My suggestions (Confession of a Nazi Spy and The Great Dictator) have already been mentioned. Still, an interesting thing you might notice about most Hollywood films made in the late 30’s/early 40’s that involve the Germans, Japanese, and Italians is that they seem to pull their punches. (BTW, this obviously does apply to movies made after America entered the war in December 1941.) Isolationism ran strong in the U.S. before Pearl Harbor and Hollywood did not want to alienate a significant block of the film-going public by urging Americans the confront the fascist military machines rampaging through Europe and Asia. For example, Confessions of a Nazi Spy, which was released several months before the invasion of Poland on September 1, 1939, was criticized by many in the isolationist camp as anti-German and pro-intervention.

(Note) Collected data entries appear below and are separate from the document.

//! End-to-end runs with a scripted LLM, a static chain and a fixed test key.

use contribution::{
    Comment, ContributionClass, Issue, Label, Participant, RepositoryRef, SkipReason, Surface,
};
use payout::{PayoutInput, PayoutPipeline, PayoutReport, PayoutSettings, Settlement};
use permit::{
    encrypt_signing_key, parse_private_key, KdfParams, KeyVault, RetryPolicy,
    StaticProviderFactory,
};
use relevance_agent::{LlmBackend, MockBackend, MockReply, TokenCounter};
use rust_decimal_macros::dec;
use std::collections::HashMap;
use std::sync::Arc;

const TEST_KDF: KdfParams = KdfParams {
    memory_kib: 256,
    iterations: 1,
    parallelism: 1,
};

const PAYER: &str = "0x7E5F4552091A69125d5DfCb7b8C2659029395Bdf";

/// Whitespace token counter; keeps every prompt in the smallest tier.
struct WordCounter;

impl TokenCounter for WordCounter {
    fn count(&self, text: &str) -> usize {
        text.split_whitespace().count()
    }
}

fn settings() -> PayoutSettings {
    let key = parse_private_key(
        "0x0000000000000000000000000000000000000000000000000000000000000001",
    )
    .unwrap();

    let mut settings = PayoutSettings::default();
    settings.payments.signing_key = Some(encrypt_signing_key(&key, b"pw", TEST_KDF).unwrap());
    settings.retry = RetryPolicy::immediate(2);
    settings.claim_base_url = "https://pay.example".to_string();
    settings
}

fn pipeline(settings: PayoutSettings, backend: Arc<MockBackend>) -> PayoutPipeline {
    let vault = settings
        .payments
        .signing_key
        .clone()
        .map(|material| KeyVault::new(material, b"pw".to_vec()));
    let settlement = Settlement::new(
        &settings,
        vault,
        Arc::new(StaticProviderFactory::new(settings.payments.network_id)),
    )
    .unwrap();

    let backend: Arc<dyn LlmBackend> = backend;
    PayoutPipeline::new(settings, backend, Arc::new(WordCounter), settlement).unwrap()
}

/// Issuer A, assignees B and C, collaborator D, contributor E with two comments.
fn scenario() -> PayoutInput {
    let a = Participant::human(1, "alice");
    let b = Participant::human(2, "bob");
    let c = Participant::human(3, "carol");
    let d = Participant::human(4, "dave");
    let e = Participant::human(5, "erin");

    PayoutInput {
        issue: Issue {
            id: 1001,
            number: 17,
            body: Some("Add retry support to the uploader".to_string()),
            labels: vec![Label::new("Price: 50"), Label::new("Priority: 1")],
            assignees: vec![Some(b.clone()), None, Some(c.clone())],
            user: a,
            repository: Some(RepositoryRef {
                owner: "acme".into(),
                name: "widgets".into(),
            }),
        },
        issue_comments: vec![
            Comment::new(11, "alpha beta gamma", e.clone()),
            Comment::new(12, "/start", b.clone()),
            Comment::new(13, "delta epsilon", e),
            Comment::new(14, "Deployed preview", Participant::bot(99, "ci-bot")),
        ],
        review_comments: vec![],
        collaborators: vec![d],
        wallets: HashMap::from([
            (2, "0x4007ce2083c7f3e18097aeb3a39bb8ec149a341d".to_string()),
            (3, "0x2b5ad5c4795c026514f8317c7a215e218dccd6cf".to_string()),
            (5, "0x6813eb9362372eef6200f3b1dbc3f819671cba69".to_string()),
        ]),
    }
}

fn skip_reasons(report: &PayoutReport, user_id: u64) -> Vec<SkipReason> {
    report
        .skipped
        .iter()
        .filter(|s| s.user.as_ref().map(|u| u.id) == Some(user_id))
        .map(|s| s.reason.clone())
        .collect()
}

#[tokio::test]
async fn test_closed_issue_scenario() {
    let backend = Arc::new(MockBackend::new("mock").with_response("[0.5, 1]"));
    let report = pipeline(settings(), backend.clone())
        .run(&scenario())
        .await
        .unwrap();

    // Task split and specification
    assert_eq!(report.total_for(2), Some(dec!(25)));
    assert_eq!(report.total_for(3), Some(dec!(25)));
    assert_eq!(report.total_for(1), Some(dec!(0.8)));
    // 3 words × 0.1 × 0.5 + 2 words × 0.1 × 1
    assert_eq!(report.total_for(5), Some(dec!(0.35)));
    assert_eq!(report.total_for(4), None);

    let ranked: Vec<u64> = report.totals.iter().map(|t| t.user.id).collect();
    assert_eq!(ranked, vec![2, 3, 1, 5]);

    // One batch of ten samples on the issue surface; no review comments
    assert_eq!(backend.call_count(), 10);
    assert!(report.relevance[&Surface::Issue].is_sampled());
    assert!(!report.relevance.contains_key(&Surface::Review));

    // Alice has no wallet; Dave never contributed
    assert_eq!(report.authorizations.len(), 3);
    assert_eq!(skip_reasons(&report, 1), vec![SkipReason::NoWallet]);
    assert_eq!(skip_reasons(&report, 4), vec![SkipReason::ZeroScore]);

    let bob = report.authorization_for(2).unwrap();
    assert_eq!(bob.owner.to_checksum(), PAYER);
    assert_eq!(bob.transaction_data().permit.permitted.amount, "25000000000000000000");

    assert!(report.summary.contains("CLAIM 25"));
    assert!(report.summary.contains("| dave | - | zero score |"));
}

#[tokio::test]
async fn test_review_thread_comments_are_scored_per_class() {
    let mut input = scenario();
    input.review_comments = vec![
        Comment::new(21, "fixed flaky backoff test", Participant::human(2, "bob")),
        Comment::new(22, "needs docs", Participant::human(4, "dave")),
        Comment::new(23, "/approve", Participant::human(4, "dave")),
    ];

    let backend = Arc::new(MockBackend::new("mock").with_response("[0.5, 1]"));
    let report = pipeline(settings(), backend.clone())
        .run(&input)
        .await
        .unwrap();

    // One batch per surface
    assert_eq!(backend.call_count(), 20);
    assert!(report.relevance[&Surface::Issue].is_sampled());
    assert!(report.relevance[&Surface::Review].is_sampled());

    // 4 words × 0.1 × 0.5 on top of the task share; 2 words × 0.1 × 1
    assert_eq!(report.total_for(2), Some(dec!(25.2)));
    assert_eq!(report.total_for(4), Some(dec!(0.2)));
    assert_eq!(report.total_for(5), Some(dec!(0.35)));

    let ranked: Vec<u64> = report.totals.iter().map(|t| t.user.id).collect();
    assert_eq!(ranked, vec![2, 3, 1, 5, 4]);

    let bob = report.totals.iter().find(|t| t.user.id == 2).unwrap();
    let bob_classes: Vec<ContributionClass> = bob.details.iter().map(|d| d.class).collect();
    assert!(bob_classes.contains(&ContributionClass::IssueAssigneeTask));
    assert!(bob_classes.contains(&ContributionClass::ReviewAssigneeComment));
    let review = bob
        .details
        .iter()
        .find(|d| d.class == ContributionClass::ReviewAssigneeComment)
        .unwrap();
    assert_eq!(review.view, Surface::Review);
    assert_eq!(review.score, dec!(0.2));

    let dave = report.totals.iter().find(|t| t.user.id == 4).unwrap();
    assert_eq!(dave.details.len(), 1);
    assert_eq!(dave.details[0].class, ContributionClass::ReviewCollaboratorComment);

    // Dave earned something now but has no wallet
    assert_eq!(skip_reasons(&report, 4), vec![SkipReason::NoWallet]);
    assert_eq!(
        report.authorization_for(2).unwrap().base_amount,
        "25200000000000000000"
    );
    assert!(report.summary.contains("| Review | Comment | 1 | 0.2 |"));
}

#[tokio::test]
async fn test_nonces_stable_across_runs() {
    let first = pipeline(settings(), Arc::new(MockBackend::new("mock").with_response("[0.5, 1]")))
        .run(&scenario())
        .await
        .unwrap();
    let second = pipeline(settings(), Arc::new(MockBackend::new("mock").with_response("[0.5, 1]")))
        .run(&scenario())
        .await
        .unwrap();

    assert_ne!(first.run_id, second.run_id);
    for user_id in [2, 3, 5] {
        let a = first.authorization_for(user_id).unwrap();
        let b = second.authorization_for(user_id).unwrap();
        assert_eq!(a.nonce, b.nonce);
        assert_eq!(a.signature, b.signature);
    }
}

#[tokio::test]
async fn test_malformed_samples_retry_whole_batch() {
    let mut script: Vec<MockReply> = (0..7).map(|_| MockReply::Content("[0.5, 1]".into())).collect();
    script.extend((0..3).map(|_| MockReply::Content("[0.5]".into())));
    let backend = Arc::new(
        MockBackend::new("mock")
            .with_script(script)
            .with_response("[0.5, 1]"),
    );

    let report = pipeline(settings(), backend.clone())
        .run(&scenario())
        .await
        .unwrap();

    assert_eq!(backend.call_count(), 20);
    assert_eq!(report.relevance[&Surface::Issue].attempts, 2);
    assert_eq!(report.total_for(5), Some(dec!(0.35)));
}

#[tokio::test]
async fn test_unavailable_relevance_does_not_block_payouts() {
    let mut settings = settings();
    settings.relevance.max_attempts = 2;
    let backend = Arc::new(
        MockBackend::new("mock")
            .with_script((0..20).map(|_| MockReply::Fail("upstream down".into()))),
    );

    let report = pipeline(settings, backend).run(&scenario()).await.unwrap();

    assert!(!report.relevance[&Surface::Issue].is_sampled());
    assert_eq!(report.total_for(5), None);
    assert_eq!(
        skip_reasons(&report, 5),
        vec![SkipReason::RelevanceUnavailable, SkipReason::ZeroScore]
    );
    assert!(report.authorization_for(2).is_some());
    assert!(report.authorization_for(3).is_some());
}

#[tokio::test]
async fn test_wrong_network_fails_every_authorization_but_completes() {
    let settings = settings();
    let vault = settings
        .payments
        .signing_key
        .clone()
        .map(|material| KeyVault::new(material, b"pw".to_vec()));
    let settlement = Settlement::new(&settings, vault, Arc::new(StaticProviderFactory::new(1))).unwrap();
    let backend: Arc<dyn LlmBackend> = Arc::new(MockBackend::new("mock").with_response("[0.5, 1]"));
    let pipeline = PayoutPipeline::new(settings, backend, Arc::new(WordCounter), settlement).unwrap();

    let report = pipeline.run(&scenario()).await.unwrap();

    assert!(report.authorizations.is_empty());
    assert_eq!(report.totals.len(), 4);
    assert!(matches!(
        skip_reasons(&report, 2).as_slice(),
        [SkipReason::AuthorizationFailed(_)]
    ));
    assert!(report.summary.contains("bob: 25 (unclaimed)"));
}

Also, you may notice in these movies that the matter of the Nazi’s violent anti-Semitism is rarely dealt with directly. This was because, even though many of the people who ran the Hollywood studios were Jewish, the industry did not want to inadvertantly play into the hands of American anti-Semites (many of whom were active in the isolationist movement) who accused Hollywood (and Wall Street and much of the media) of being run by a Jewish cabal that was conspiring to get the U.S. into war. As a result, depictions of anti-Semitism in these movies is often blunted. In a movie mentioned by the OP (The Mortal Storm), I recall (and correct me if I’m wrong because it’s been a while since I saw the film) they had a university professor being fired shortly after the Nazis come to power so unspecific ideological reasons rather than for being Jewish. In fact, despite the movie’s apparent heavy-handedness to modern viewers, I have to give Chaplin credit for directly confronting the issue in The Great Dictator and warning of the horrors that would be unleashed if they weren’t defeated. (Although it’s interesting to note that Chaplin had The Great Dictator withdrawn from circulation for 25 years after WWII when Hitler turned out to be a far greater monster than even he thought he was.)

There was that one where a big game hunter tries to assassinate Hitler, just for sport. (And it was a drama, too.)

Damned if I can remember the name of it, though.

Part of “The Shape of Things to Come” is set on the eve of a war. They just didn’t know that it was going to be World War II (well, that and the fact that the earth was not made a barren wasteland).

" The Lady Vanishes " , by Hitchcock and , of course, “Cabaret” , set in pre-war Berlin . Both of these films have their fair share of nasty Germans , especially Cabaret with scenes of Storm Troopers beating up people. I have heard that these scenes were cut when the film was shown in Austria because of far right sympathies amongst some Austrians.

You recall correctly in that they never once used the word “Jewish”; they softened that by dubbing him a “non-Aryan.” And yes, he was a physiology professor who, when questioned by a Nazi student as to the supposed differences between Aryan and non-Aryan blood, refused to be cowed into saying Aryan blood was superior in some way.

There was another Jewish character who Jimmy Stewart rescued from being beaten outside a pub, a Professor Werner- one letter away from the name of one of the studio giants!